Andy Robinson's men kicked off the November north-south international face-offs by taking a 51-22 drubbing at the hands of world champions New Zealand in Edinburgh last weekend.
But they did manage to score three tries, the first team to do so against the All Blacks this year, and, failing to get over the line has been an area which has been the undoing of the Scots recently, leading to an early World Cup exit in New Zealand and a Six Nations wooden spoon.
On the down side, the Scottish defensive lines were far too easily breached by New Zealand's array of running talents and that is something that Robinson will be keen to tighten up.
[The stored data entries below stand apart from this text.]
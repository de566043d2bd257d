use rusqlite::{Connection, OptionalExtension, params};
use tracing::debug;

use freebase_core::{MAX_LANGUAGE_SIZE, MAX_VARCHAR_SIZE, PropertyField, TopicId, TopicKey};

use crate::descriptor::StoreDescriptor;
use crate::error::StorageError;
use crate::traits::{
    DuplicatePair, LanguageFacet, LanguageValue, MergeStats, PropertyRecord, RejectReason,
    Store, TableCounts, TopicRecord, TypeAssertion, WriteOutcome,
};

pub struct SqliteStore {
    conn: Connection,
    descriptor: StoreDescriptor,
}

impl SqliteStore {
    pub fn open(descriptor: StoreDescriptor) -> Result<Self, StorageError> {
        let conn = descriptor.connect()?;
        crate::schema::init_schema(&conn)?;
        Ok(Self { conn, descriptor })
    }

    pub fn open_in_memory() -> Result<Self, StorageError> {
        Self::open(StoreDescriptor::Memory)
    }

    pub fn conn(&self) -> &Connection {
        &self.conn
    }

    fn topic_where(
        &self,
        column: &str,
        value: &dyn rusqlite::ToSql,
    ) -> Result<Option<TopicRecord>, StorageError> {
        let sql = format!("SELECT id, mid, textid FROM topics WHERE {column} = ?1");
        Ok(self.conn.query_row(&sql, [value], read_topic).optional()?)
    }

    fn count(&self, sql: &str, topic_id: TopicId) -> Result<u64, StorageError> {
        let count: i64 = self
            .conn
            .query_row(sql, params![topic_id.as_raw()], |row| row.get(0))?;
        Ok(count as u64)
    }
}

fn read_topic(row: &rusqlite::Row) -> rusqlite::Result<TopicRecord> {
    Ok(TopicRecord {
        id: TopicId::from_raw(row.get(0)?),
        mid: row.get(1)?,
        textid: row.get(2)?,
    })
}

fn opt_id(raw: Option<i64>) -> Option<TopicId> {
    raw.map(TopicId::from_raw)
}

fn key_column(key: &TopicKey) -> &'static str {
    match key {
        TopicKey::Mid(_) => "mid",
        TopicKey::TextId(_) => "textid",
    }
}

fn length_check(value: &str, max: usize) -> Option<RejectReason> {
    let len = value.chars().count();
    (len >= max).then_some(RejectReason::ValueTooLong { len, max })
}

fn inserted(changes: usize) -> WriteOutcome {
    if changes > 0 {
        WriteOutcome::Inserted
    } else {
        WriteOutcome::AlreadyExists
    }
}
//! Mapping between dump URIs and the two lookup keys of a topic.

use std::fmt;

use crate::{MAX_MID_SIZE, MAX_VARCHAR_SIZE};

/// Namespace every Freebase dump IRI lives under.
pub const NAMESPACE: &str = "http://rdf.freebase.com/ns";

const MID_PREFIXES: [&str; 2] = ["/m/", "/g/"];

/// The key a topic is looked up (and lazily created) by.
#[derive(Debug, Clone, PartialEq, Eq, Hash)]
pub enum TopicKey {
    Mid(String),
    TextId(String),
}

impl TopicKey {
    /// Map a dump IRI to its key: strip the namespace, turn `.` back into
    /// `/`, then classify by prefix. Returns `None` for IRIs outside the
    /// namespace, empty paths, and values too long for their column.
    pub fn from_uri(uri: &str) -> Option<Self> {
        let path = uri.strip_prefix(NAMESPACE)?;
        Self::from_path(&path.replace('.', "/"))
    }

    /// Classify an already hierarchical path (`/m/02mjmr`, `/en/foo`).
    pub fn from_path(path: &str) -> Option<Self> {
        if path.len() < 2 || !path.starts_with('/') {
            return None;
        }
        if MID_PREFIXES.iter().any(|prefix| path.starts_with(prefix)) {
            if path.chars().count() > MAX_MID_SIZE {
                return None;
            }
            Some(Self::Mid(path.to_string()))
        } else {
            if path.chars().count() >= MAX_VARCHAR_SIZE {
                return None;
            }
            Some(Self::TextId(path.to_string()))
        }
    }

    pub fn as_str(&self) -> &str {
        match self {
            Self::Mid(mid) => mid,
            Self::TextId(textid) => textid,
        }
    }
}

impl fmt::Display for TopicKey {
    fn fmt(&self, f: &mut fmt::Formatter<'_>) -> fmt::Result {
        match self {
            Self::Mid(mid) => write!(f, "mid {mid}"),
            Self::TextId(textid) => write!(f, "textid {textid}"),
        }
    }
}
use rusqlite::Connection;

use crate::error::StorageError;

pub const SCHEMA_VERSION: i32 = 1;

pub fn init_schema(conn: &Connection) -> Result<(), StorageError> {
    conn.execute_batch(
        "
        PRAGMA journal_mode = WAL;
        PRAGMA synchronous = NORMAL;
        PRAGMA foreign_keys = ON;
        PRAGMA cache_size = -32000;
        PRAGMA mmap_size = 268435456;
        PRAGMA busy_timeout = 5000;
    ",
    )?;
    conn.execute_batch(SCHEMA_SQL)?;
    Ok(())
}

/// Tables holding a `topic_id` column, in the order the merge repoints them.
pub const FACET_TABLES: [&str; 6] = [
    "labels",
    "descriptions",
    "aliases",
    "types",
    "keys",
    "properties",
];

const SCHEMA_SQL: &str = "
CREATE TABLE IF NOT EXISTS schema_version (
    version INTEGER PRIMARY KEY,
    applied_at INTEGER NOT NULL
);
INSERT OR IGNORE INTO schema_version (version, applied_at) VALUES (1, unixepoch());

CREATE TABLE IF NOT EXISTS topics (
    id INTEGER PRIMARY KEY AUTOINCREMENT,
    mid TEXT UNIQUE CHECK (mid IS NULL OR length(mid) <= 13),
    textid TEXT UNIQUE CHECK (textid IS NULL OR length(textid) < 191),
    CHECK (mid IS NOT NULL OR textid IS NOT NULL)
);

CREATE TABLE IF NOT EXISTS labels (
    topic_id INTEGER NOT NULL REFERENCES topics (id),
    language TEXT NOT NULL CHECK (length(language) <= 5),
    value TEXT NOT NULL CHECK (length(value) < 191),
    PRIMARY KEY (topic_id, language)
);

CREATE TABLE IF NOT EXISTS descriptions (
    topic_id INTEGER NOT NULL REFERENCES topics (id),
    language TEXT NOT NULL CHECK (length(language) <= 5),
    value TEXT NOT NULL,
    PRIMARY KEY (topic_id, language)
);

CREATE TABLE IF NOT EXISTS aliases (
    topic_id INTEGER NOT NULL REFERENCES topics (id),
    language TEXT NOT NULL CHECK (length(language) <= 5),
    value TEXT NOT NULL CHECK (length(value) < 191),
    PRIMARY KEY (topic_id, language, value)
);

CREATE TABLE IF NOT EXISTS types (
    topic_id INTEGER NOT NULL REFERENCES topics (id),
    type_id INTEGER NOT NULL REFERENCES topics (id),
    notable INTEGER NOT NULL CHECK (notable IN (0, 1)),
    PRIMARY KEY (topic_id, type_id)
);
CREATE INDEX IF NOT EXISTS idx_types_type ON types (type_id);

CREATE TABLE IF NOT EXISTS keys (
    topic_id INTEGER NOT NULL REFERENCES topics (id),
    key TEXT NOT NULL CHECK (length(key) < 191),
    PRIMARY KEY (topic_id, key)
);
CREATE INDEX IF NOT EXISTS idx_keys_key ON keys (key);

CREATE TABLE IF NOT EXISTS properties (
    topic_id INTEGER PRIMARY KEY REFERENCES topics (id),
    schema_id INTEGER REFERENCES topics (id),
    expected_type_id INTEGER REFERENCES topics (id),
    is_unique INTEGER CHECK (is_unique IS NULL OR is_unique IN (0, 1)),
    master_id INTEGER REFERENCES topics (id),
    reverse_id INTEGER REFERENCES topics (id),
    unit_id INTEGER REFERENCES topics (id),
    delegated_id INTEGER REFERENCES topics (id)
);
";

#[cfg(test)]
mod tests {
    use super::*;

    #[test]
    fn schema_is_reentrant() -> Result<(), StorageError> {
        let conn = Connection::open_in_memory()?;
        init_schema(&conn)?;
        init_schema(&conn)?;
        let version: i32 =
            conn.query_row("SELECT MAX(version) FROM schema_version", [], |row| row.get(0))?;
        assert_eq!(version, SCHEMA_VERSION);
        Ok(())
    }

    #[test]
    fn topic_needs_an_identifier() -> Result<(), StorageError> {
        let conn = Connection::open_in_memory()?;
        init_schema(&conn)?;
        let result = conn.execute("INSERT INTO topics (mid, textid) VALUES (NULL, NULL)", []);
        assert!(result.is_err());
        Ok(())
    }
}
Brown, who moves over to replace the injured Ross Rennie at flank, with David Denton coming in at No.8 as one of two team changes made by Robinson, believes a repeat of Scotland's shock 21-17 win the last time the teams met in the corresponding fixture here two years ago is on the cards.
"There's no doubt it's possible," the 30-year-old said. "We know what happened two years ago but in saying that, so do South Africa.
"So they will be looking for a bit of payback and it's up to us to make sure we really nail the level of performance that we need to to be successful.
"It was a great win, on that day I think it was based on a really solid defensive effort. We will need to make sure that we are really tight in that aspect of the game and make them work for anything that they get, and when we're on the attack we need to ask them questions and put them under pressure."
"There is no doubt there is improvement to be made. We have looked at the video and we know the areas that we need to work on. We have been doing that in training and I'm very confident we can put it right on Saturday."
Springbok coach Heyneke Meyer has also made two changes to his line-up from the side that came from behind last weekend to edge Ireland 16-12 in Dublin.
Toulouse prop Gurthro Steenkamp takes over from CJ van der Linde, while Juan de Jongh gets his first start at centre since the 40-7 Tri-Nations loss to New Zealand in Wellington last year.
Meyer has said that while avoiding another loss to Scotland was important, he very much also had on his mind his players getting used to the kind of damp, heavy conditions they can expect to encounter in 2015 when England hosts the next World Cup.
"Here every single facet of play is an unbelievable battle," he said.
"These guys scrum for penalties, it's not just the start of the game.
"One big difference is the breakdown. I think Scotland are superb at the breakdown, if you just look at what happened against New Zealand.
"It's more fierce, it's more a battle and more physical, I believe, because it's a little bit slower and you need a different type of player.
"With the World Cup being here the more we can play here the better."
An additional incentive for Scotland is that a win over South Africa would vault them past Ireland into eighth place in the world rankings, leaving them in the second band of four teams for the 2015 World Cup draw on December 3.
Saturday's Test will be the 22nd between South Africa and Scotland since they first met in 1906. Of these, the Boks have won 16 and lost five, which includes the last time they played in 2010.